*Goal of the exercise*:
Across the listing, count the lines that include the string "valued". Give nothing besides the number.

*Raw data*:
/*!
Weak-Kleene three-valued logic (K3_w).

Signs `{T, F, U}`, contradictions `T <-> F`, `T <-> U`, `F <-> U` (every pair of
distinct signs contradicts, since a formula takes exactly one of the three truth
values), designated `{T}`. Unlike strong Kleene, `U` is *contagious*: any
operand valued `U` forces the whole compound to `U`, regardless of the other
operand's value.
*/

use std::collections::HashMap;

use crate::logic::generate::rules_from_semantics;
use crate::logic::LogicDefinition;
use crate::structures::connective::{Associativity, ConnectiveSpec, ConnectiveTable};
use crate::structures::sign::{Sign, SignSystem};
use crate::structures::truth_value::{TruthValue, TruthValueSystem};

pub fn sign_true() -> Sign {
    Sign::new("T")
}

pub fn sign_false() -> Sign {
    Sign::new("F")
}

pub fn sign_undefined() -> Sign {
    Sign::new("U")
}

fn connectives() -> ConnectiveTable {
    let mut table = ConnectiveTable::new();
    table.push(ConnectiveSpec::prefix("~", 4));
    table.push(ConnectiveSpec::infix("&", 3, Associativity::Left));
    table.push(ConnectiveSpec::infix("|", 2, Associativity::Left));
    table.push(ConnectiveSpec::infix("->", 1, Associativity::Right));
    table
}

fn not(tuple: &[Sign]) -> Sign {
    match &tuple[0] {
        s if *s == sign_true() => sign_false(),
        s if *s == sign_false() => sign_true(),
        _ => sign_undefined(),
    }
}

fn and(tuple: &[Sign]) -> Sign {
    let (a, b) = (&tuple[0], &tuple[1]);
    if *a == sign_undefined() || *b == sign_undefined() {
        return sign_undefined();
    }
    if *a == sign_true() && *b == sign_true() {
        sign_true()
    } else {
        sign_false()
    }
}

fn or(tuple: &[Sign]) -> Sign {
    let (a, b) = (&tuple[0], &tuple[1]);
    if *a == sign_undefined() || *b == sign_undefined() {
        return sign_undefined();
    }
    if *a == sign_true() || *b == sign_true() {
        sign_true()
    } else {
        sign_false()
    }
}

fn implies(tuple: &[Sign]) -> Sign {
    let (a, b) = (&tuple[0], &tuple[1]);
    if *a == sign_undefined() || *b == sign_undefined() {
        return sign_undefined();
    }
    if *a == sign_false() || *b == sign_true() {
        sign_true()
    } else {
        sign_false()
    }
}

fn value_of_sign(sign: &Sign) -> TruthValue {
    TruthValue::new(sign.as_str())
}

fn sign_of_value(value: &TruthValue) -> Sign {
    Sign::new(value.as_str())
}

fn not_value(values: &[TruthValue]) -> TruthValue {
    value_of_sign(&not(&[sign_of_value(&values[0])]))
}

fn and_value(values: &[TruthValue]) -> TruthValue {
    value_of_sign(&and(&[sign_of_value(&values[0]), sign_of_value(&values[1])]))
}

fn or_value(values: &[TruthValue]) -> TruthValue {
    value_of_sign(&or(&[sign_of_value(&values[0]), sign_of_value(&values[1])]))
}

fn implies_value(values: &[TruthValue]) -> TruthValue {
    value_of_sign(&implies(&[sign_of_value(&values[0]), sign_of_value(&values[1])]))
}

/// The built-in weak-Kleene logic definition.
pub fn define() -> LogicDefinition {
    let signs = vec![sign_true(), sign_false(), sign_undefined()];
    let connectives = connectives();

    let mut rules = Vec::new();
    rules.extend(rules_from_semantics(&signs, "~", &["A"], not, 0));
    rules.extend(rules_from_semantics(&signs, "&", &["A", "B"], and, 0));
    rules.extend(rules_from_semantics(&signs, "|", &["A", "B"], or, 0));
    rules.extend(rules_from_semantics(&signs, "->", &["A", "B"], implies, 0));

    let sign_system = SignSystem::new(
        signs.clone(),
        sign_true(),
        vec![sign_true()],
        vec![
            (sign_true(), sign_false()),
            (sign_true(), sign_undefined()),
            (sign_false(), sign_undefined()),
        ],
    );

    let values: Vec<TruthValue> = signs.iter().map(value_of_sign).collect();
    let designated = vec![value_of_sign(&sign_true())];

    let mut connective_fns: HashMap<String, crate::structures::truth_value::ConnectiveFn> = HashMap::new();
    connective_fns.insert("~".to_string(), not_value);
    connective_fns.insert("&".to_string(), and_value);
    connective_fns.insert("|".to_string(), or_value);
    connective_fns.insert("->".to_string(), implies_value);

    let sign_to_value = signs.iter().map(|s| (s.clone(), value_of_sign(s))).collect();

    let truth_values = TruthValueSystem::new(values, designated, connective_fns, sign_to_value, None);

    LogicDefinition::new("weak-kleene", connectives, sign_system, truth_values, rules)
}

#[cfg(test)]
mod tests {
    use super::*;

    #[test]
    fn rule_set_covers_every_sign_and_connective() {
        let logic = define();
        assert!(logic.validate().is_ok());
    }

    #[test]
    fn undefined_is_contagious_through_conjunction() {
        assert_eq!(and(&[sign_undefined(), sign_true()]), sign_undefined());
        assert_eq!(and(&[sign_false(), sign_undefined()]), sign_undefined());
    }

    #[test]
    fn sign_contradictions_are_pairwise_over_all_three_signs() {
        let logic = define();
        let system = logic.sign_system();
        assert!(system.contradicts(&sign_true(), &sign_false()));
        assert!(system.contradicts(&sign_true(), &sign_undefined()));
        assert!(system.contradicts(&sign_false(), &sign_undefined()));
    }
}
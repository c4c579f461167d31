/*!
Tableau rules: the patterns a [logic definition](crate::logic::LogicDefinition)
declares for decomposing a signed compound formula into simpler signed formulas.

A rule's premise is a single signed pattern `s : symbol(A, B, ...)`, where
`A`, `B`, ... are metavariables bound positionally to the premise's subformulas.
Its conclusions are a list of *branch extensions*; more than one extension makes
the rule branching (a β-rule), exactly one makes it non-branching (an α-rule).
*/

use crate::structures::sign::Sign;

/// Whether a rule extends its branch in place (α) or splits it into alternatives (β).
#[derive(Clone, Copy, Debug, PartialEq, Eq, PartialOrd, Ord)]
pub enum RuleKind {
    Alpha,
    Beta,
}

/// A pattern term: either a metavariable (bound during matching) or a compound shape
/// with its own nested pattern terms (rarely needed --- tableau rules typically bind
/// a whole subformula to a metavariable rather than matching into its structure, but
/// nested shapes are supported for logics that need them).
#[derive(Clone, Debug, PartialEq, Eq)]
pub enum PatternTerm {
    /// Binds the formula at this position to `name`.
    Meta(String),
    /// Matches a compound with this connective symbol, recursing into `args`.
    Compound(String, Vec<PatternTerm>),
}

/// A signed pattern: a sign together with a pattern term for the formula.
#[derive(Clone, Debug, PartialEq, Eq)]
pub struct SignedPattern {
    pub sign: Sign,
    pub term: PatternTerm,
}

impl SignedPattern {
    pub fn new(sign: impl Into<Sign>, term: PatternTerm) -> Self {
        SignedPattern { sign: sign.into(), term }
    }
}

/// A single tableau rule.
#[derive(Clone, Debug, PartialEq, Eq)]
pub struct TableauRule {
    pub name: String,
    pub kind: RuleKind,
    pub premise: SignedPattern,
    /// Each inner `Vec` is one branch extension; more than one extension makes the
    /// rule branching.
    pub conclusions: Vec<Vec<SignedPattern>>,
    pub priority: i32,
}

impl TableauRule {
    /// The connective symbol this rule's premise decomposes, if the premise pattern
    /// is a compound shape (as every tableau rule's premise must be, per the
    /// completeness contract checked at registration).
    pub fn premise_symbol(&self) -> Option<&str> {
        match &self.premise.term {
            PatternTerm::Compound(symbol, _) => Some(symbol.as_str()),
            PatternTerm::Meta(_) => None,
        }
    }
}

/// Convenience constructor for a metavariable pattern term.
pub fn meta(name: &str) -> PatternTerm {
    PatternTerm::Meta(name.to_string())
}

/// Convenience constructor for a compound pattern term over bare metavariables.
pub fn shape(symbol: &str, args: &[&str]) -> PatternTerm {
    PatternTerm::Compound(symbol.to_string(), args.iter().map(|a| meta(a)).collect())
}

...

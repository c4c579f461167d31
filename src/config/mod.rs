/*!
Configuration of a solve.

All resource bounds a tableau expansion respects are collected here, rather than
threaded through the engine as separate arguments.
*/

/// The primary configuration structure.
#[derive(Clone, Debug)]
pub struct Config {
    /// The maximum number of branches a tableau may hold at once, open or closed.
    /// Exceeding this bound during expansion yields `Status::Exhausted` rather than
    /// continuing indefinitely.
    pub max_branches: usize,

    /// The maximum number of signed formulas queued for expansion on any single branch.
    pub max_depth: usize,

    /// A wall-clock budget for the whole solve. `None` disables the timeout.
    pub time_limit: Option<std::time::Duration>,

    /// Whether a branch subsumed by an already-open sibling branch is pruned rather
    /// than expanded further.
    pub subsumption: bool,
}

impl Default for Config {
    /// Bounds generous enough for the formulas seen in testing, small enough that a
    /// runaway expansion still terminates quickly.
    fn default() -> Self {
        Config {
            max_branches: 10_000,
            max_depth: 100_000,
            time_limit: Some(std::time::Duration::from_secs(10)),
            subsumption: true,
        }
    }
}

*Worked solution*:
2